Я спохватился: застрял тут, а ребята ушли, вон какая темная вереница людей на берегу, — они разбредаются в разные стороны! Откуда только силы взялись — я рванулся, побежал с пирса, заскользил на обледеневших неровностях берега, руками всплеснул, но не удержался, растянулся. Ч-черт! Вскочил, озираясь: куда бежать?

— Зямков! Э-эй, Зямков!

Абрамов махал мне рукой. Я побежал догонять наших.

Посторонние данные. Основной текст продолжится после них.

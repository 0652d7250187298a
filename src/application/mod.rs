//! Application layer (use-cases, policies).
//!
//! Gate resolution, the web session controller and the native profile store.
//! Everything here talks to storage through the `KeyValueStore` port and to
//! the network or a web view through injected traits.

pub mod gate;
pub mod launch;
pub mod profile;
pub mod session;
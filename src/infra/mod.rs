//! Infrastructure layer (adapters/implementations).
//!
//! This module contains IO-heavy integrations (SQLite, HTTP, OS probing).

pub mod app_config;
pub mod cookie_jar;
pub mod db;
pub mod device;
pub mod gate_client;
pub mod platform;
pub mod storage;
pub mod web_surface;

— Чего тащишься, как вошь по…? — грубо сказал Шунтиков. — Через тебя нигде местов не найдем. Не видишь, сколь народу? На всех домов не хватит.

Я виновато промолчал.

Мы ускорили шаг, но все равно пришли в поселок последними. Никто, как я понял, в поселке не жил, но все домики были забиты гангутцами, пришедшими с моря. Один, другой, третий — всюду переполнено, лежат вповалку, кричат, чтоб дверь скорее закрыли с другой стороны. Уж мы отчаялись. Наконец в каком-то сарае решили остаться, хоть и тут было тесно.

— Ну и что? — оборвал Шунтиков протестующие крики. — А нам в сугробе ночевать? Совесть поимейте, крикуны!

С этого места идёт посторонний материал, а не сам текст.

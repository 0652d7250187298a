//! Launch gate: request building, response parsing, polling and persisted state.

pub mod parser;
pub mod poller;
pub mod request;
pub mod state_store;

pub use parser::DecisionParser;
pub use poller::{AttemptOutcome, GatePoller, PollerSettings, backoff_delay};
pub use state_store::{GateStateStore, is_usable_destination};
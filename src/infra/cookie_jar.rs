use crate::application::session::CookieStore;
use crate::domain::{CookieKey, StoredCookie};
use chrono::{DateTime, Utc};
use parking_lot::Mutex;
use std::collections::BTreeMap;
use std::time::SystemTime;

const MAX_COOKIES: usize = 4096;

/// In-process cookie store keyed by `(domain, path, name)`.
#[derive(Debug, Default)]
pub struct MemoryCookieStore {
    cookies: Mutex<BTreeMap<CookieKey, StoredCookie>>,
}

impl MemoryCookieStore {
    pub fn new() -> Self {
        Self::default()
    }

    pub fn len(&self) -> usize {
        self.cookies.lock().len()
    }

    pub fn is_empty(&self) -> bool {
        self.len() == 0
    }
}

impl CookieStore for MemoryCookieStore {
    fn all(&self) -> Vec<StoredCookie> {
        self.cookies.lock().values().cloned().collect()
    }

    fn insert(&self, cookie: StoredCookie) {
        let mut cookies = self.cookies.lock();
        if cookies.len() >= MAX_COOKIES && !cookies.contains_key(&cookie.key()) {
            log::warn!(target: "session", "cookie store full, dropping {}", cookie.name);
            return;
        }
        cookies.insert(cookie.key(), cookie);
    }

    fn remove(&self, key: &CookieKey) {
        self.cookies.lock().remove(key);
    }

    fn clear(&self) {
        self.cookies.lock().clear();
    }
}

/// Converts a `Set-Cookie` parsed by reqwest into a stored cookie.
///
/// Host-only cookies get the response host as domain; a cookie without a
/// path gets the directory of the response path (RFC 6265 default-path).
/// A `Domain` attribute that is neither the host nor one of its parents is
/// rejected (RFC 6265 section 5.3 step 6).
pub fn from_response_cookie(cookie: &reqwest::cookie::Cookie<'_>, url: &url::Url) -> Option<StoredCookie> {
    let host = url.host_str()?.to_ascii_lowercase();
    let domain = cookie
        .domain()
        .map(|d| d.trim_start_matches('.').to_ascii_lowercase())
        .filter(|d| !d.is_empty())
        .unwrap_or_else(|| host.clone());

    let path = cookie
        .path()
        .filter(|p| p.starts_with('/'))
        .map(str::to_string)
        .unwrap_or_else(|| default_path(url.path()));

    let expires = match (cookie.max_age(), cookie.expires()) {
        (Some(max_age), _) => chrono::Duration::from_std(max_age)
            .ok()
            .map(|age| Utc::now() + age),
        (None, Some(at)) => Some(DateTime::<Utc>::from(at)),
        (None, None) => None,
    };

    let stored = StoredCookie {
        name: cookie.name().to_string(),
        value: cookie.value().to_string(),
        domain,
        path,
        expires,
        secure: cookie.secure(),
        http_only: cookie.http_only(),
    };
    if !stored.matches_host(&host) {
        log::warn!(
            target: "session",
            "rejecting cookie {} for {} set by {}",
            stored.name,
            stored.domain,
            host
        );
        return None;
    }
    Some(stored)
}

fn default_path(request_path: &str) -> String {
    match request_path.rfind('/') {
        Some(0) | None => "/".to_string(),
        Some(idx) => request_path[..idx].to_string(),
    }
}

/// `true` for a cookie whose `Max-Age`/`Expires` asks for deletion.
pub fn is_deletion(cookie: &StoredCookie) -> bool {
    cookie.is_expired_at(DateTime::<Utc>::from(SystemTime::now()))
}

— Ладно, — раздался благодушный бас, — чего уж сразу совестить? Подвинемся, располагайтесь, матросы. Рупь за спальное место.

Ворча, матерясь беззлобно, задвигались на полу, покрытом слежавшейся соломой, потеснились — и мы вклинились.

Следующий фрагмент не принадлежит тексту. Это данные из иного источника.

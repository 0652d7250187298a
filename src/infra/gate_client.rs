//! HTTP transport for gate requests.

use crate::domain::TransportError;
use async_trait::async_trait;
use std::time::Duration;
use url::Url;

/// Raw answer from the gate endpoint, before any interpretation.
#[derive(Debug, Clone, PartialEq, Eq)]
pub struct GateResponse {
    pub status: u16,
    pub body: Vec<u8>,
}

impl GateResponse {
    pub fn is_success(&self) -> bool {
        (200..300).contains(&self.status)
    }

    /// Body as trimmed UTF-8 text, `None` when it is not text or empty.
    pub fn text(&self) -> Option<&str> {
        let text = std::str::from_utf8(&self.body).ok()?.trim();
        (!text.is_empty()).then_some(text)
    }
}

/// Issues a single gate GET.
#[async_trait]
pub trait GateTransport: Send + Sync {
    async fn fetch(&self, url: &Url, timeout: Duration) -> Result<GateResponse, TransportError>;
}

/// `reqwest`-backed transport used in production.
#[derive(Debug, Clone)]
pub struct HttpGateTransport {
    client: reqwest::Client,
}

impl HttpGateTransport {
    pub fn new() -> Result<Self, TransportError> {
        let client = reqwest::Client::builder()
            .build()
            .map_err(|e| TransportError::Request(format!("Failed to build HTTP client: {e}")))?;
        Ok(Self { client })
    }
}

#[async_trait]
impl GateTransport for HttpGateTransport {
    async fn fetch(&self, url: &Url, timeout: Duration) -> Result<GateResponse, TransportError> {
        let response = self
            .client
            .get(url.clone())
            .timeout(timeout)
            .send()
            .await
            .map_err(|e| classify(e, timeout))?;

        let status = response.status().as_u16();
        let body = response
            .bytes()
            .await
            .map_err(|e| classify(e, timeout))?;

        Ok(GateResponse {
            status,
            body: body.to_vec(),
        })
    }
}

fn classify(err: reqwest::Error, timeout: Duration) -> TransportError {
    if err.is_timeout() {
        TransportError::Timeout(timeout.as_secs())
    } else {
        TransportError::Request(err.to_string())
    }
}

Я лежал, зажатый между Шунтиковым и Абрамовым. Во мне словно пружина была скручена, не давала расслабиться для сна. Пахло сопревшим сеном, ночными запахами. Беспокойно вскрикивали люди, иные храпели, Шунтиков скрежетал зубами. Тесен мир, думал я, ох и тесен. А тишина какая! Давно не слыхал я тишины. Первая тихая ночь на войне. Мама, я уже на Гогланде, приблизился к дому, скоро увидимся. Нас, наверное, всех в Питер — на формирование. Только бы спасли ребят, оставшихся там… Ну, уж раз наш генерал взялся за дело… Спасут. Непременно спасут. Чего ж никак не засну? Не отпускают эти взрывы проклятые… всю душу скрутили серым узлом… сатана перкала… Отпустите!

Утром вышли из сарая — солнце в глаза! Небо голубеет, как в мирное время, снег под ногами хрустит по-деревенски, а домики стоят такие ладненькие, крашеные, под красной черепицей, что навевают мысли совсем не военные, а — смешно сказать — об уютном, например, гнездышке. На улице этого чудного поселка, мягко тронутого медью утреннего солнца, мы — небритые, бледные, с тенью пережитого ужаса в глазах — выглядели, должно быть, неестественно, как ночные птицы, вслепую залетевшие на веселый детский утренник. Мы шли от дома к дому, заглядывая в каждый, ища своих — четвертую роту. Мы были очень голодны. Полтора суток, что ли, не евши. На одном глотке спирта держались — и на упрямом желании найти своих.

Первым, кого мы увидели, был мичман Щербинин. В тельнике и широченных клешах он стоял во дворе зеленого домика, кто-то из его ребят поливал из котелка, мичман умывался, фыркая, как лошадь. Сквозь калитку в штакетнике мы устремились к нему.

— А, четвертая рота! — прохрипел он, утираясь обрывком не то портянки, не то, может, попоны. — Здорово, орлы боевые! Здорово, Шунтик. Здорово, Обвязанный (это мне).

Он всем пожал руку, и тут высыпали во двор ребята из его взвода, стали нас расспрашивать, что произошло на «Сталине». Они-то были в отряде прикрытия, их сняли с Хорсена под вечер, накануне выхода каравана, и доставили прямо на эсминец «Славный». В походном ордере «Славный» шел за «Сталиным», и они видели, как взрывы мин дырявили и разрушали наш транспорт и как «Славный» пытался взять «Сталина» на буксир, но взрыв большой силы оборвал буксирный трос и побил людей, работавших на баке транспорта. Все это они нам вперебой рассказали, а мы им — о своей беде.